Scan the entries for the word "data". Every line that has it should be copied.

-- Opening Marker --

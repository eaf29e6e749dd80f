//! The log lists newest-first and `limit` caps the page.

use eventseq_provider::EventQuery;

use crate::traits::TestableEventLog;

pub async fn check_newest_first<L: TestableEventLog>(log: &L) -> Result<(), String> {
    let mut emitted = Vec::new();
    for t in ["a.created", "a.updated", "a.deleted"] {
        emitted.push(log.emit_visible(t).await.id);
    }

    let page = log
        .list_events(&EventQuery::default())
        .await
        .map_err(|e| format!("list failed: {}", e))?;
    let listed: Vec<String> = page.data.iter().map(|e| e.id.clone()).collect();
    emitted.reverse();
    if listed != emitted {
        return Err(format!("expected {:?} newest-first, got {:?}", emitted, listed));
    }
    if page.has_more {
        return Err("has_more set on a complete page".to_string());
    }

    let one = log
        .list_events(&EventQuery::newest(1))
        .await
        .map_err(|e| format!("list failed: {}", e))?;
    if one.data.len() != 1 || one.data[0].id != emitted[0] || !one.has_more {
        return Err(format!(
            "limit 1 should return only {} with has_more, got {:?} (has_more={})",
            emitted[0],
            one.data.iter().map(|e| &e.id).collect::<Vec<_>>(),
            one.has_more
        ));
    }
    Ok(())
}
//! Event fetcher behaviour: fences, paging and convergence.

use std::time::Duration;

use eventseq_engine::{EngineError, EventFetcher, Fence, WaitPolicy};
use eventseq_testkit::InMemoryProvider;
use serde_json::json;

fn types(events: &[eventseq_core::Event]) -> Vec<&str> {
    events.iter().map(|e| e.event_type.as_str()).collect()
}

fn s(items: &[&str]) -> Vec<String> {
    items.iter().map(|x| x.to_string()).collect()
}

// ──────────────────────────────────────────────
// Fences
// ──────────────────────────────────────────────

#[tokio::test(start_paused = true)]
async fn after_fence_excludes_older_events() {
    let provider = InMemoryProvider::new();
    provider.emit("customer.created", json!({"id": "cus_1"}));
    let fetcher = EventFetcher::new(&provider);

    let fence = Fence::from_latest(fetcher.latest_event_id().await.unwrap());
    assert_eq!(fence, Fence::After("evt_000001".into()));
    provider.emit("customer.updated", json!({"id": "cus_1"}));
    provider.emit("customer.deleted", json!({"id": "cus_1"}));

    let events = fetcher.events_after(&fence).await.unwrap();
    assert_eq!(types(&events), ["customer.updated", "customer.deleted"]);
}

#[tokio::test(start_paused = true)]
async fn start_fence_on_empty_log_sees_everything() {
    let provider = InMemoryProvider::new();
    let fetcher = EventFetcher::new(&provider);
    let fence = Fence::from_latest(fetcher.latest_event_id().await.unwrap());
    assert_eq!(fence, Fence::Start);

    provider.emit_all(&["a", "b"], json!({"id": "x"}));
    let events = fetcher.events_after(&fence).await.unwrap();
    assert_eq!(types(&events), ["a", "b"]);
}

#[tokio::test(start_paused = true)]
async fn after_fence_pages_past_one_page() {
    let provider = InMemoryProvider::new();
    provider.emit("before", json!({"id": "x"}));
    let fetcher = EventFetcher::new(&provider);
    let fence = Fence::from_latest(fetcher.latest_event_id().await.unwrap());

    for i in 0..250 {
        provider.emit(&format!("t{}", i), json!({"id": "x"}));
    }
    let events = fetcher.events_after(&fence).await.unwrap();
    assert_eq!(events.len(), 250);
    assert_eq!(events[0].event_type, "t0");
    assert_eq!(events[249].event_type, "t249");
    assert!(events.windows(2).all(|w| w[0].id < w[1].id));
}

#[tokio::test(start_paused = true)]
async fn since_fence_uses_creation_time() {
    let provider = InMemoryProvider::new();
    provider.emit("old", json!({"id": "x"}));
    tokio::time::sleep(Duration::from_secs(2)).await;
    let since = eventseq_engine::Clock::unix_now(&provider);
    provider.emit("new", json!({"id": "x"}));

    let fetcher = EventFetcher::new(&provider);
    let events = fetcher.events_after(&Fence::Since(since)).await.unwrap();
    assert_eq!(types(&events), ["new"]);
}

#[tokio::test(start_paused = true)]
async fn all_events_is_oldest_first_across_pages() {
    let provider = InMemoryProvider::new();
    for i in 0..120 {
        provider.emit(&format!("t{}", i), json!({"id": "x"}));
    }
    let events = EventFetcher::new(&provider).all_events().await.unwrap();
    assert_eq!(events.len(), 120);
    assert_eq!(events[0].id, "evt_000001");
    assert_eq!(events[119].id, "evt_000120");
    assert_eq!(provider.list_calls(), 2);
}

// ──────────────────────────────────────────────
// Convergence
// ──────────────────────────────────────────────

#[tokio::test(start_paused = true)]
async fn waits_out_publication_lag() {
    let provider = InMemoryProvider::with_lag(Duration::from_millis(1800));
    let fetcher = EventFetcher::new(&provider);
    provider.emit("customer.created", json!({"id": "cus_1"}));

    let start = tokio::time::Instant::now();
    let events = fetcher
        .wait_for_event_types(&s(&["customer.created"]), &Fence::Start, true, WaitPolicy::default())
        .await
        .unwrap();
    assert_eq!(events.len(), 1);
    assert_eq!(start.elapsed(), Duration::from_millis(2000));
}

#[tokio::test(start_paused = true)]
async fn ordered_wait_rejects_reordered_events() {
    let provider = InMemoryProvider::new();
    provider.emit_all(&["b", "a"], json!({"id": "x"}));

    let err = EventFetcher::new(&provider)
        .wait_for_event_types(&s(&["a", "b"]), &Fence::Start, true, WaitPolicy::default())
        .await
        .unwrap_err();
    match err {
        EngineError::ConvergenceTimeout {
            expected,
            observed,
            ensure_order,
            ..
        } => {
            assert_eq!(expected, ["a", "b"]);
            assert_eq!(observed, ["b", "a"]);
            assert!(ensure_order);
        }
        other => panic!("expected convergence timeout, got {:?}", other),
    }
}

#[tokio::test(start_paused = true)]
async fn unordered_wait_accepts_any_permutation() {
    let provider = InMemoryProvider::new();
    provider.emit_all(&["b", "a", "b"], json!({"id": "x"}));

    let events = EventFetcher::new(&provider)
        .wait_for_event_types(&s(&["a", "b", "b"]), &Fence::Start, false, WaitPolicy::default())
        .await
        .unwrap();
    assert_eq!(types(&events), ["b", "a", "b"]);
}

#[tokio::test(start_paused = true)]
async fn superset_never_converges() {
    let provider = InMemoryProvider::new();
    provider.emit_all(&["a", "b"], json!({"id": "x"}));

    let policy = WaitPolicy::new(Duration::from_millis(500), Duration::from_secs(3));
    let err = EventFetcher::new(&provider)
        .wait_for_event_types(&s(&["a"]), &Fence::Start, false, policy)
        .await
        .unwrap_err();
    let msg = err.to_string();
    assert!(msg.contains("timed out after 3000ms"), "{}", msg);
    assert!(msg.contains("+ b"), "{}", msg);
}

-- Closing Marker --

[Task output]:
    let listed: Vec<String> = page.data.iter().map(|e| e.id.clone()).collect();
    if one.data.len() != 1 || one.data[0].id != emitted[0] || !one.has_more {
            one.data.iter().map(|e| &e.id).collect::<Vec<_>>(),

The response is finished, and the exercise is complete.